### Task objective
The lines to return are those below that contain the word "snapshot".

### Extracted information

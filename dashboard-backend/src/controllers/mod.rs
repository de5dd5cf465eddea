pub mod dashboard;
pub mod health;
pub mod session;
pub mod transfer;
pub mod voting;

use actix_web::HttpResponse;
use dashboard_types::{ApiError, ErrorKind};

use crate::flows::FlowError;

/// Map a dispatch failure onto an HTTP error response
pub(crate) fn flow_error_response(err: &FlowError) -> HttpResponse {
    let body = ApiError::new(err.detail(), Some(err.kind()));
    match err {
        FlowError::NotConnected | FlowError::ContractNotConfigured => {
            HttpResponse::ServiceUnavailable().json(body)
        }
        _ => match err.kind() {
            ErrorKind::InputValidation => HttpResponse::BadRequest().json(body),
            ErrorKind::PreconditionViolation => HttpResponse::Conflict().json(body),
            ErrorKind::SubmissionRejection | ErrorKind::ConfirmationFailure => {
                HttpResponse::BadGateway().json(body)
            }
        },
    }
}
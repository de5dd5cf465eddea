use actix_web::{web, HttpResponse, Responder};

use crate::dashboard::build_dashboard;
use crate::AppState;

pub fn config(cfg: &mut web::ServiceConfig) {
    cfg.service(web::resource("/api/dashboard").route(web::get().to(get_dashboard)));
}

async fn get_dashboard(state: web::Data<AppState>) -> impl Responder {
    let session = state.sessions.current();
    let view = build_dashboard(state.chain.as_ref(), state.chain_id, &session).await;
    HttpResponse::Ok().json(view)
}
//! Event gateway
//!
//! Pushes transaction lifecycle and vote tally changes to browsers over a
//! WebSocket on the same port as the REST API.

pub mod actix_ws;
pub mod events;
pub mod protocol;

pub use events::EventBroadcaster;
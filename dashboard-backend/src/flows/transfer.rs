//! Native currency transfer

use dashboard_types::{FlowKind, TransferDraft, TransferView, TxStateView};
use ethers::types::{Address, TxHash};
use parking_lot::RwLock;
use std::sync::{Arc, Weak};
use std::time::Duration;
use tokio::task::JoinHandle;
use tokio_util::sync::CancellationToken;

use super::{detach, submit_within, DispatchTicket, FlowError, PendingTx, TxTracker, SUBMIT_TIMEOUT};
use crate::chain::{units, ChainClient};
use crate::chains;
use crate::gateway::EventBroadcaster;

pub struct TransferFlow {
    client: Arc<dyn ChainClient>,
    tracker: TxTracker,
    /// Form values, kept until the transfer confirms
    draft: RwLock<Option<TransferDraft>>,
    decimals: u32,
    submit_timeout: Duration,
    cancel: CancellationToken,
}

impl TransferFlow {
    pub fn new(
        client: Arc<dyn ChainClient>,
        chain_id: u64,
        broadcaster: Option<Arc<EventBroadcaster>>,
        cancel: CancellationToken,
    ) -> Self {
        Self {
            client,
            tracker: TxTracker::new(FlowKind::Transfer, chain_id, broadcaster),
            draft: RwLock::new(None),
            decimals: chains::native_decimals(chain_id),
            submit_timeout: SUBMIT_TIMEOUT,
            cancel,
        }
    }

    #[cfg(test)]
    pub fn with_submit_timeout(mut self, limit: Duration) -> Self {
        self.submit_timeout = limit;
        self
    }

    pub fn is_connected(&self) -> bool {
        self.client.account().is_some()
    }

    pub fn state(&self) -> TxStateView {
        self.tracker.snapshot()
    }

    pub fn draft(&self) -> Option<TransferDraft> {
        self.draft.read().clone()
    }

    pub fn view(&self) -> TransferView {
        TransferView {
            is_connected: self.is_connected(),
            draft: self.draft(),
            state: self.state(),
        }
    }

    /// Send `amount` (display units) of the native currency to `to`.
    ///
    /// Returns once the node accepts the transaction; confirmation is
    /// tracked in the background.
    pub async fn transfer(self: &Arc<Self>, to: &str, amount: &str) -> Result<PendingTx, FlowError> {
        if !self.is_connected() {
            return Err(FlowError::NotConnected);
        }

        let ticket = self.tracker.begin()?;
        *self.draft.write() = Some(TransferDraft {
            to: to.to_string(),
            amount: amount.to_string(),
        });

        let flow = self.clone();
        let (to, amount) = (to.to_string(), amount.to_string());
        detach(
            async move { flow.dispatch(ticket, &to, &amount).await },
            &self.tracker,
            ticket,
        )
        .await
    }

    async fn dispatch(
        self: Arc<Self>,
        ticket: DispatchTicket,
        to: &str,
        amount: &str,
    ) -> Result<PendingTx, FlowError> {
        match self.submit(to, amount).await {
            Ok(tx_hash) => {
                self.tracker.submitted(ticket, tx_hash);
                let watcher = self.spawn_watcher(ticket, tx_hash);
                Ok(PendingTx::new(tx_hash, self.tracker.snapshot(), watcher))
            }
            Err(e) => {
                self.tracker.failed(ticket, &e.detail());
                Err(e)
            }
        }
    }

    async fn submit(&self, to: &str, amount: &str) -> Result<TxHash, FlowError> {
        let recipient = parse_address(to)?;
        let value = units::parse_amount(amount, self.decimals).map_err(|reason| {
            FlowError::InvalidAmount {
                amount: amount.to_string(),
                reason,
            }
        })?;

        log::info!("[TRANSFER] Sending {} ({} base units) to {:?}", amount.trim(), value, recipient);
        let send = self.client.send_transaction(recipient, value, None);
        submit_within(self.submit_timeout, send).await
    }

    fn spawn_watcher(self: &Arc<Self>, ticket: DispatchTicket, tx_hash: TxHash) -> JoinHandle<()> {
        let flow: Weak<Self> = Arc::downgrade(self);
        let client = self.client.clone();
        let cancel = self.cancel.clone();

        tokio::spawn(async move {
            let outcome = tokio::select! {
                biased;
                _ = cancel.cancelled() => {
                    log::debug!("[TRANSFER] Watcher for {:?} cancelled", tx_hash);
                    return;
                }
                outcome = client.wait_for_receipt(tx_hash) => outcome,
            };

            let Some(flow) = flow.upgrade() else {
                log::debug!("[TRANSFER] Flow gone, discarding outcome of {:?}", tx_hash);
                return;
            };

            match outcome {
                Ok(receipt) => {
                    if flow.tracker.confirmed(ticket, receipt.block_number) {
                        flow.draft.write().take();
                        log::info!(
                            "[TRANSFER] {:?} confirmed (gas used {:?}), form cleared",
                            receipt.tx_hash,
                            receipt.gas_used
                        );
                    }
                }
                Err(e) => {
                    flow.tracker.failed(ticket, &e.to_string());
                }
            }
        })
    }
}

/// Parse a `0x`-prefixed 20-byte hex address
pub fn parse_address(input: &str) -> Result<Address, FlowError> {
    let invalid = || FlowError::InvalidAddress(input.to_string());

    let hex_part = input.trim().strip_prefix("0x").ok_or_else(invalid)?;
    if hex_part.len() != 40 {
        return Err(invalid());
    }
    let bytes = hex::decode(hex_part).map_err(|_| invalid())?;
    Ok(Address::from_slice(&bytes))
}
//! Order repository.
//!
//! Orders are only ever created by checkout. Payment reconciliation happens
//! outside this service, so every order starts unpaid with empty contact
//! fields.

use chrono::{DateTime, Utc};
use sqlx::PgPool;
use uuid::Uuid;

use shopdeck_core::{Order, OrderId, ProductId, StoreId};

use super::RepositoryError;

#[derive(Debug, sqlx::FromRow)]
struct OrderRow {
    id: Uuid,
    store_id: Uuid,
    is_paid: bool,
    phone: String,
    address: String,
    created_at: DateTime<Utc>,
    updated_at: DateTime<Utc>,
}

impl From<OrderRow> for Order {
    fn from(row: OrderRow) -> Self {
        Self {
            id: OrderId::new(row.id),
            store_id: StoreId::new(row.store_id),
            is_paid: row.is_paid,
            phone: row.phone,
            address: row.address,
            created_at: row.created_at,
            updated_at: row.updated_at,
        }
    }
}

/// Repository for order database operations.
pub struct OrderRepository<'a> {
    pool: &'a PgPool,
}

impl<'a> OrderRepository<'a> {
    /// Create a new order repository.
    #[must_use]
    pub const fn new(pool: &'a PgPool) -> Self {
        Self { pool }
    }

    /// Create an unpaid order with one item per product.
    ///
    /// The order and its items are written in a single transaction.
    ///
    /// # Errors
    ///
    /// Returns `RepositoryError::Conflict` if a product does not exist.
    /// Returns `RepositoryError::Database` if an insert fails otherwise.
    pub async fn create(
        &self,
        store: StoreId,
        product_ids: &[ProductId],
    ) -> Result<Order, RepositoryError> {
        let mut tx = self.pool.begin().await?;

        let order = sqlx::query_as::<_, OrderRow>(
            r#"
            INSERT INTO shop."order" (store_id, is_paid)
            VALUES ($1, FALSE)
            RETURNING id, store_id, is_paid, phone, address, created_at, updated_at
            "#,
        )
        .bind(store)
        .fetch_one(&mut *tx)
        .await?;

        for product_id in product_ids {
            sqlx::query("INSERT INTO shop.order_item (order_id, product_id) VALUES ($1, $2)")
                .bind(order.id)
                .bind(product_id)
                .execute(&mut *tx)
                .await?;
        }

        tx.commit().await?;
        Ok(order.into())
    }
}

### Solved exercise
        self.tracker.snapshot()
                Ok(PendingTx::new(tx_hash, self.tracker.snapshot(), watcher))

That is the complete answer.